▶ _What you need to do_
The stretch wanted below opens at the line containing "form.fields.date = date.to_string();" and closes at the line containing "assert_eq!(reg.expenses()[0].amount, 10.0);". Please return it exactly, with no other lines.

+++ Recorded data

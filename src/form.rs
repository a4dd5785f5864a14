use std::path::PathBuf;

use tracing::info;

use crate::attachment::Attachment;
use crate::error::{Error, Result};
use crate::format::parse_ymd;
use crate::model::{Expense, ExpenseId};
use crate::registry::ExpenseRegistry;

pub const ADD_LABEL: &str = "Add Expense";
pub const UPDATE_LABEL: &str = "Update Expense";

#[derive(Debug, Clone, Copy, PartialEq, Eq)]
pub enum FormState {
    Idle,
    Editing(ExpenseId),
}

/// Raw field values, as typed by the user.
#[derive(Debug, Clone, Default, PartialEq)]
pub struct ExpenseForm {
    pub date: String,
    pub category: String,
    pub amount: String,
    pub details: String,
    /// Newly chosen file; read only when the form is submitted.
    pub attachment_file: Option<PathBuf>,
}

#[derive(Debug, Clone, PartialEq, Eq)]
pub struct AttachmentPreview {
    pub mime: String,
    pub kind: &'static str,
}

impl AttachmentPreview {
    fn of(a: &Attachment) -> Self {
        Self {
            mime: a.mime(),
            kind: a.kind_label(),
        }
    }
}

#[derive(Debug, Clone, Copy, PartialEq, Eq)]
pub enum Submission {
    Created(ExpenseId),
    Updated(ExpenseId),
}

#[derive(Debug)]
pub struct FormController {
    state: FormState,
    pub fields: ExpenseForm,
    preview: Option<AttachmentPreview>,
}

impl Default for FormController {
    fn default() -> Self {
        Self::new()
    }
}

impl FormController {
    pub fn new() -> Self {
        Self {
            state: FormState::Idle,
            fields: ExpenseForm::default(),
            preview: None,
        }
    }

    pub fn state(&self) -> FormState {
        self.state
    }

    pub fn submit_label(&self) -> &'static str {
        match self.state {
            FormState::Idle => ADD_LABEL,
            FormState::Editing(_) => UPDATE_LABEL,
        }
    }

    pub fn preview(&self) -> Option<&AttachmentPreview> {
        self.preview.as_ref()
    }

    pub fn begin_edit(&mut self, registry: &ExpenseRegistry<'_>, id: ExpenseId) -> Result<Option<&AttachmentPreview>> {
        let expense = registry.get(&id).ok_or_else(|| Error::not_found(&id))?;
        self.fields = ExpenseForm {
            date: expense.date.clone(),
            category: expense.category.clone(),
            amount: expense.amount.to_string(),
            details: expense.details.clone(),
            attachment_file: None,
        };
        self.preview = expense.attachment.as_ref().map(AttachmentPreview::of);
        self.state = FormState::Editing(id);
        Ok(self.preview.as_ref())
    }

    pub fn cancel(&mut self) {
        self.reset();
    }

    /// Drops the attachment of the record being edited right away, without
    /// waiting for the form to be submitted.
    pub fn remove_attachment(&mut self, registry: &mut ExpenseRegistry<'_>) -> Result<bool> {
        let FormState::Editing(id) = self.state else {
            return Ok(false);
        };
        self.preview = None;
        registry.clear_attachment(&id)
    }

    pub fn submit(&mut self, registry: &mut ExpenseRegistry<'_>) -> Result<Submission> {
        let (date, amount) = self.validate()?;

        let chosen = match self.fields.attachment_file.as_deref() {
            Some(path) => Some(Attachment::from_file(path)?),
            None => None,
        };

        let submission = match self.state {
            FormState::Idle => {
                let record = self.build_record(date, amount, chosen);
                let id = registry.append(record)?;
                info!(%id, "expense added");
                Submission::Created(id)
            }
            FormState::Editing(id) => {
                let existing = registry.get(&id).ok_or_else(|| Error::not_found(&id))?;
                let attachment = chosen.or_else(|| existing.attachment.clone());
                let record = self.build_record(date, amount, attachment);
                registry.replace(&id, record)?;
                info!(%id, "expense updated");
                Submission::Updated(id)
            }
        };

        self.reset();
        Ok(submission)
    }

    fn validate(&self) -> Result<(String, f64)> {
        let date = self.fields.date.trim();
        if parse_ymd(date).is_none() {
            return Err(Error::Validation(format!("Date must be YYYY-MM-DD, got {date:?}.")));
        }
        let amount: f64 = self
            .fields
            .amount
            .trim()
            .parse()
            .map_err(|_| Error::Validation(format!("Amount must be a number, got {:?}.", self.fields.amount)))?;
        if !amount.is_finite() || amount < 0.0 {
            return Err(Error::Validation("Amount must be zero or greater.".to_string()));
        }
        Ok((date.to_string(), amount))
    }

    fn build_record(&self, date: String, amount: f64, attachment: Option<Attachment>) -> Expense {
        Expense {
            id: ExpenseId::default(),
            date,
            category: self.fields.category.trim().to_string(),
            amount,
            details: self.fields.details.trim().to_string(),
            attachment,
        }
    }

    fn reset(&mut self) {
        self.state = FormState::Idle;
        self.fields = ExpenseForm::default();
        self.preview = None;
    }
}

#[cfg(test)]
mod tests {
    use super::*;
    use crate::store::{Store, EXPENSES_KEY};

    fn fill(form: &mut FormController, date: &str, amount: &str, details: &str) {
        form.fields.date = date.to_string();
        form.fields.category = "Meals".to_string();
        form.fields.amount = amount.to_string();
        form.fields.details = details.to_string();
    }

    #[test]
    fn idle_submit_appends_one_record() {
        let store = Store::open_in_memory().unwrap();
        let mut reg = ExpenseRegistry::load(&store).unwrap();
        let mut form = FormController::new();
        assert_eq!(form.submit_label(), ADD_LABEL);

        fill(&mut form, "2024-06-01", "99.5", "Team lunch");
        let res = form.submit(&mut reg).unwrap();

        assert!(matches!(res, Submission::Created(_)));
        assert_eq!(reg.len(), 1);
        assert_eq!(reg.expenses()[0].amount, 99.5);
        assert_eq!(form.fields, ExpenseForm::default());
    }

    #[test]
    fn editing_submit_overwrites_only_that_record() {
        let store = Store::open_in_memory().unwrap();
        let mut reg = ExpenseRegistry::load(&store).unwrap();
        let mut form = FormController::new();
        for d in ["a", "b", "c"] {
            fill(&mut form, "2024-06-01", "10", d);
            form.submit(&mut reg).unwrap();
        }
        let target = reg.id_at(2).unwrap();

        form.begin_edit(&reg, target).unwrap();
        assert_eq!(form.state(), FormState::Editing(target));
        assert_eq!(form.submit_label(), UPDATE_LABEL);
        assert_eq!(form.fields.details, "b");

        form.fields.amount = "12.25".to_string();
        let res = form.submit(&mut reg).unwrap();

        assert_eq!(res, Submission::Updated(target));
        assert_eq!(reg.len(), 3);
        assert_eq!(reg.expenses()[1].amount, 12.25);
        assert_eq!(reg.expenses()[0].amount, 10.0);
        assert_eq!(reg.expenses()[2].amount, 10.0);
        assert_eq!(form.state(), FormState::Idle);
    }

    #[test]
    fn edit_without_new_file_keeps_existing_attachment() {
        let store = Store::open_in_memory().unwrap();
        let mut reg = ExpenseRegistry::load(&store).unwrap();
        let receipt = Attachment::from_bytes("image/jpeg", b"jpeg");
        let id = reg
            .append(Expense {
                id: ExpenseId::default(),
                date: "2024-06-02".into(),
                category: "Travel".into(),
                amount: 40.0,
                details: "Taxi".into(),
                attachment: Some(receipt.clone()),
            })
            .unwrap();

        let mut form = FormController::new();
        let preview = form.begin_edit(&reg, id).unwrap().cloned();
        assert_eq!(preview.unwrap().mime, "image/jpeg");

        form.fields.details = "Taxi to airport".into();
        form.submit(&mut reg).unwrap();
        assert_eq!(reg.get(&id).unwrap().attachment.as_ref(), Some(&receipt));
    }

    #[test]
    fn removing_attachment_persists_before_submit() {
        let store = Store::open_in_memory().unwrap();
        let mut reg = ExpenseRegistry::load(&store).unwrap();
        let id = reg
            .append(Expense {
                id: ExpenseId::default(),
                date: "2024-06-02".into(),
                category: "Travel".into(),
                amount: 40.0,
                details: "Taxi".into(),
                attachment: Some(Attachment::from_bytes("application/pdf", b"%PDF")),
            })
            .unwrap();

        let mut form = FormController::new();
        form.begin_edit(&reg, id).unwrap();
        assert!(form.remove_attachment(&mut reg).unwrap());
        assert!(form.preview().is_none());

        let stored: Vec<Expense> = store.load_or_default(EXPENSES_KEY).unwrap();
        assert!(stored[0].attachment.is_none());

        // Cancelling afterwards does not bring it back.
        form.cancel();
        assert!(reg.get(&id).unwrap().attachment.is_none());
        assert_eq!(form.state(), FormState::Idle);
    }

    #[test]
    fn remove_attachment_while_idle_is_noop() {
        let store = Store::open_in_memory().unwrap();
        let mut reg = ExpenseRegistry::load(&store).unwrap();
        let mut form = FormController::new();
        assert!(!form.remove_attachment(&mut reg).unwrap());
    }

    #[test]
    fn new_file_attachment_is_read_on_submit() {
        let dir = tempfile::tempdir().unwrap();
        let path = dir.path().join("bill.pdf");
        std::fs::write(&path, b"%PDF-1.4").unwrap();

        let store = Store::open_in_memory().unwrap();
        let mut reg = ExpenseRegistry::load(&store).unwrap();
        let mut form = FormController::new();
        fill(&mut form, "2024-06-03", "5", "Parking");
        form.fields.attachment_file = Some(path);
        form.submit(&mut reg).unwrap();

        let a = reg.expenses()[0].attachment.as_ref().unwrap();
        assert_eq!(a.mime(), "application/pdf");
        assert_eq!(a.decode().unwrap(), b"%PDF-1.4");
    }

    #[test]
    fn unreadable_file_leaves_registry_untouched() {
        let store = Store::open_in_memory().unwrap();
        let mut reg = ExpenseRegistry::load(&store).unwrap();
        let mut form = FormController::new();
        fill(&mut form, "2024-06-03", "5", "Parking");
        form.fields.attachment_file = Some(PathBuf::from("/no/such/receipt.png"));

        assert!(matches!(form.submit(&mut reg), Err(Error::Attachment(_))));
        assert!(reg.is_empty());
        assert_eq!(form.fields.details, "Parking");
    }

    #[test]
    fn invalid_fields_are_rejected() {
        let store = Store::open_in_memory().unwrap();
        let mut reg = ExpenseRegistry::load(&store).unwrap();
        let mut form = FormController::new();

        fill(&mut form, "2024-06-03", "abc", "x");
        assert!(matches!(form.submit(&mut reg), Err(Error::Validation(_))));
        fill(&mut form, "2024-06-03", "-1", "x");
        assert!(matches!(form.submit(&mut reg), Err(Error::Validation(_))));
        fill(&mut form, "03/06/2024", "1", "x");
        assert!(matches!(form.submit(&mut reg), Err(Error::Validation(_))));
        fill(&mut form, "2024-06-03", "0", "free sample");
        assert!(form.submit(&mut reg).is_ok());
        assert_eq!(reg.len(), 1);
    }
}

++++++

▶ _Exercise answer_
        form.fields.date = date.to_string();
        form.fields.category = "Meals".to_string();
        form.fields.amount = amount.to_string();
        form.fields.details = details.to_string();
    }

    #[test]
    fn idle_submit_appends_one_record() {
        let store = Store::open_in_memory().unwrap();
        let mut reg = ExpenseRegistry::load(&store).unwrap();
        let mut form = FormController::new();
        assert_eq!(form.submit_label(), ADD_LABEL);

        fill(&mut form, "2024-06-01", "99.5", "Team lunch");
        let res = form.submit(&mut reg).unwrap();

        assert!(matches!(res, Submission::Created(_)));
        assert_eq!(reg.len(), 1);
        assert_eq!(reg.expenses()[0].amount, 99.5);
        assert_eq!(form.fields, ExpenseForm::default());
    }

    #[test]
    fn editing_submit_overwrites_only_that_record() {
        let store = Store::open_in_memory().unwrap();
        let mut reg = ExpenseRegistry::load(&store).unwrap();
        let mut form = FormController::new();
        for d in ["a", "b", "c"] {
            fill(&mut form, "2024-06-01", "10", d);
            form.submit(&mut reg).unwrap();
        }
        let target = reg.id_at(2).unwrap();

        form.begin_edit(&reg, target).unwrap();
        assert_eq!(form.state(), FormState::Editing(target));
        assert_eq!(form.submit_label(), UPDATE_LABEL);
        assert_eq!(form.fields.details, "b");

        form.fields.amount = "12.25".to_string();
        let res = form.submit(&mut reg).unwrap();

        assert_eq!(res, Submission::Updated(target));
        assert_eq!(reg.len(), 3);
        assert_eq!(reg.expenses()[1].amount, 12.25);
        assert_eq!(reg.expenses()[0].amount, 10.0);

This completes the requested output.